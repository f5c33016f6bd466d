//! Request-level orchestration
//!
//! [`Studio`] owns everything a request needs (settings, provider, content
//! parser, storage) and exposes the operations behind the HTTP routes.
//! [`Studio::generate_podcast`] is the long one: it parses the inputs,
//! prepares both voices and then forwards the generator's events, all as one
//! [`ProgressEvent`] stream. Dropping the stream stops the work at the next
//! await point.

use std::path::{Path, PathBuf};
use std::sync::Arc;

use async_stream::stream;
use futures_util::{Stream, StreamExt, pin_mut};
use podcast_domain::{
    MergedContent, ProgressEvent, SessionId, SpeakerConfig, SpeakerKind, SpeakerSlot, Step,
};
use tracing::{info, warn};

use crate::config::Settings;
use crate::content::ContentParser;
use crate::error::{IoError, Result, StudioError};
use crate::generator::PodcastGenerator;
use crate::provider::SpeechProvider;
use crate::storage::Storage;
use crate::voices::{ClonedVoice, VoiceManager};

/// A file the route layer already saved to the upload directory.
#[derive(Debug, Clone, PartialEq, Eq)]
pub struct UploadedFile {
    pub path: PathBuf,
    /// Sanitized client file name, for log messages
    pub name: String,
}

/// One speaker as submitted in the form.
#[derive(Debug, Clone, Default, PartialEq, Eq)]
pub struct SpeakerRequest {
    /// Raw `speaker{N}_type` value; blank means `default`
    pub kind: String,
    pub voice_name: String,
    pub audio: Option<PathBuf>,
}

impl SpeakerRequest {
    pub fn parsed_kind(&self) -> Result<SpeakerKind> {
        Ok(SpeakerKind::parse_form(&self.kind)?)
    }

    pub fn config(&self, slot: SpeakerSlot) -> Result<SpeakerConfig> {
        match self.parsed_kind()? {
            SpeakerKind::Default => {
                let name = self.voice_name.trim();
                let name = if name.is_empty() {
                    slot.default_voice_name()
                } else {
                    name
                };
                Ok(SpeakerConfig::default_voice(name))
            }
            SpeakerKind::Custom => match &self.audio {
                Some(path) => Ok(SpeakerConfig::custom(path)),
                None => Err(StudioError::MissingSpeakerAudio(slot)),
            },
        }
    }
}

#[derive(Debug, Clone, Default, PartialEq, Eq)]
pub struct PodcastRequest {
    pub api_key: String,
    pub text_input: String,
    pub url: String,
    pub pdf: Option<UploadedFile>,
    pub speaker1: SpeakerRequest,
    pub speaker2: SpeakerRequest,
}

/// Merged content plus the summary shown to the caller.
#[derive(Debug, Clone, PartialEq, Eq)]
pub struct ParsedContent {
    pub content: MergedContent,
    pub message: String,
}

#[derive(Debug, Clone)]
pub struct Studio<P> {
    settings: Arc<Settings>,
    provider: P,
    parser: ContentParser,
    storage: Storage,
    fallback_api_key: Option<String>,
}

impl<P: SpeechProvider> Studio<P> {
    pub fn new(settings: Settings, provider: P, fallback_api_key: Option<String>) -> Result<Self> {
        let parser = ContentParser::new(
            settings.limits.url_fetch_timeout(),
            settings.limits.max_content_chars,
        )?;
        let storage = Storage::new(&settings.storage.upload_dir, &settings.storage.output_dir);
        Ok(Self {
            settings: Arc::new(settings),
            provider,
            parser,
            storage,
            fallback_api_key: fallback_api_key.filter(|key| !key.trim().is_empty()),
        })
    }

    pub fn settings(&self) -> &Settings {
        &self.settings
    }

    pub fn storage(&self) -> &Storage {
        &self.storage
    }

    /// Run the whole podcast flow for one request.
    pub fn generate_podcast(
        &self,
        request: PodcastRequest,
        session: SessionId,
    ) -> impl Stream<Item = ProgressEvent> + Send + 'static {
        let settings = Arc::clone(&self.settings);
        let base_provider = self.provider.clone();
        let parser = self.parser.clone();
        let storage = self.storage.clone();

        stream! {
            let api_key = request.api_key.trim();
            if api_key.is_empty() {
                yield ProgressEvent::error(StudioError::MissingApiKey.to_string());
                return;
            }
            let provider = base_provider.with_api_key(api_key);
            info!(session = %session, "podcast generation started");

            yield ProgressEvent::progress(Step::ParsingContent, "Parsing input content...");

            let mut pdf_content = String::new();
            if let Some(pdf) = &request.pdf {
                yield ProgressEvent::log(format!("PDF uploaded: {}", pdf.name));
                match parser.parse_pdf(&pdf.path).await {
                    Ok(outcome) => {
                        for line in outcome.logs {
                            yield ProgressEvent::log(line);
                        }
                        pdf_content = outcome.content;
                    }
                    Err(err) => {
                        warn!(session = %session, error = %err, "PDF parsing failed");
                        yield ProgressEvent::error(err.to_string());
                        return;
                    }
                }
            }

            let mut url_content = String::new();
            let url = request.url.trim();
            if !url.is_empty() {
                yield ProgressEvent::log(format!("Fetching web page: {url}"));
                match parser.parse_url(url).await {
                    Ok(outcome) => {
                        for line in outcome.logs {
                            yield ProgressEvent::log(line);
                        }
                        url_content = outcome.content;
                    }
                    Err(failure) => {
                        warn!(session = %session, url, code = %failure.error.code, "URL parsing failed, continuing");
                        yield ProgressEvent::UrlParseWarning {
                            message: failure.error.message.clone(),
                            error_code: failure.error.code.to_string(),
                        };
                        for line in failure.logs {
                            yield ProgressEvent::log(line);
                        }
                    }
                }
            }

            let (merged, truncation) = parser.merge(&request.text_input, &url_content, &pdf_content);
            if merged.is_empty() {
                yield ProgressEvent::error(StudioError::EmptyContent.to_string());
                return;
            }
            if let Some(line) = truncation {
                yield ProgressEvent::log(line);
            }
            yield ProgressEvent::log(format!(
                "Content parsed, {} characters in total",
                merged.char_count()
            ));

            yield ProgressEvent::progress(Step::PreparingVoices, "Preparing voices...");
            let mut configs = Vec::with_capacity(2);
            for (slot, speaker) in [
                (SpeakerSlot::Speaker1, &request.speaker1),
                (SpeakerSlot::Speaker2, &request.speaker2),
            ] {
                match speaker.config(slot) {
                    Ok(config) => {
                        if config.kind() == SpeakerKind::Custom {
                            yield ProgressEvent::log(format!("{} audio uploaded", slot.script_label()));
                        }
                        configs.push(config);
                    }
                    Err(err) => {
                        yield ProgressEvent::error(err.to_string());
                        return;
                    }
                }
            }

            let voices = VoiceManager::new(provider.clone(), settings.voices.clone());
            let prepared = match voices.prepare_voices(&configs[0], &configs[1], &session).await {
                Ok(prepared) => prepared,
                Err(err) => {
                    warn!(session = %session, error = %err, "voice preparation failed");
                    yield ProgressEvent::error(err.to_string());
                    return;
                }
            };
            for line in prepared.logs {
                yield ProgressEvent::log(line);
            }
            for (api, trace_id) in prepared.trace_ids {
                yield ProgressEvent::trace_id(api, trace_id);
            }

            let generator = PodcastGenerator::new(provider, storage, settings.limits.max_dialogue_lines);
            let events = generator.generate(merged, prepared.speaker1, prepared.speaker2, session);
            pin_mut!(events);
            while let Some(event) = events.next().await {
                yield event;
            }
        }
    }

    /// Parse and merge inputs without generating anything. A URL failure is
    /// an error here.
    pub async fn parse_content(
        &self,
        text_input: &str,
        url_input: &str,
        pdf: Option<&Path>,
    ) -> Result<ParsedContent> {
        let mut url_content = String::new();
        if !url_input.trim().is_empty() {
            url_content = self
                .parser
                .parse_url(url_input)
                .await
                .map_err(|failure| StudioError::Url(failure.error))?
                .content;
        }

        let mut pdf_content = String::new();
        if let Some(path) = pdf {
            pdf_content = self.parser.parse_pdf(path).await?.content;
        }

        let (content, _) = self.parser.merge(text_input, &url_content, &pdf_content);
        if content.is_empty() {
            return Err(StudioError::EmptyContent);
        }
        let message = format!("Content parsed, {} characters in total", content.char_count());
        Ok(ParsedContent { content, message })
    }

    /// Clone a voice from a previously uploaded recording.
    pub async fn clone_voice(
        &self,
        filepath: &Path,
        slot: SpeakerSlot,
        api_key: Option<&str>,
    ) -> Result<ClonedVoice> {
        let api_key = api_key
            .map(str::trim)
            .filter(|key| !key.is_empty())
            .or(self.fallback_api_key.as_deref())
            .ok_or(StudioError::MissingApiKey)?;

        let path = match self.storage.confine_upload(filepath).await {
            Ok(path) => path,
            Err(StudioError::Io(IoError::FileNotFound { .. })) => {
                return Err(StudioError::AudioFileMissing);
            }
            Err(err) => return Err(err),
        };
        info!(path = %path.display(), speaker = %slot, "cloning voice");

        let voices = VoiceManager::new(
            self.provider.with_api_key(api_key),
            self.settings.voices.clone(),
        );
        voices.clone_voice(slot, &path, &SessionId::generate()).await
    }
}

·····

ACTIVITY: Word for word, restate the data above from its first line down to and including the line with "the HTTP routes.".

ANSWER FOR THIS EXERCISE:
repository f5c33016f6bd466d
//! Request-level orchestration
//!
//! [`Studio`] owns everything a request needs (settings, provider, content
//! parser, storage) and exposes the operations behind the HTTP routes.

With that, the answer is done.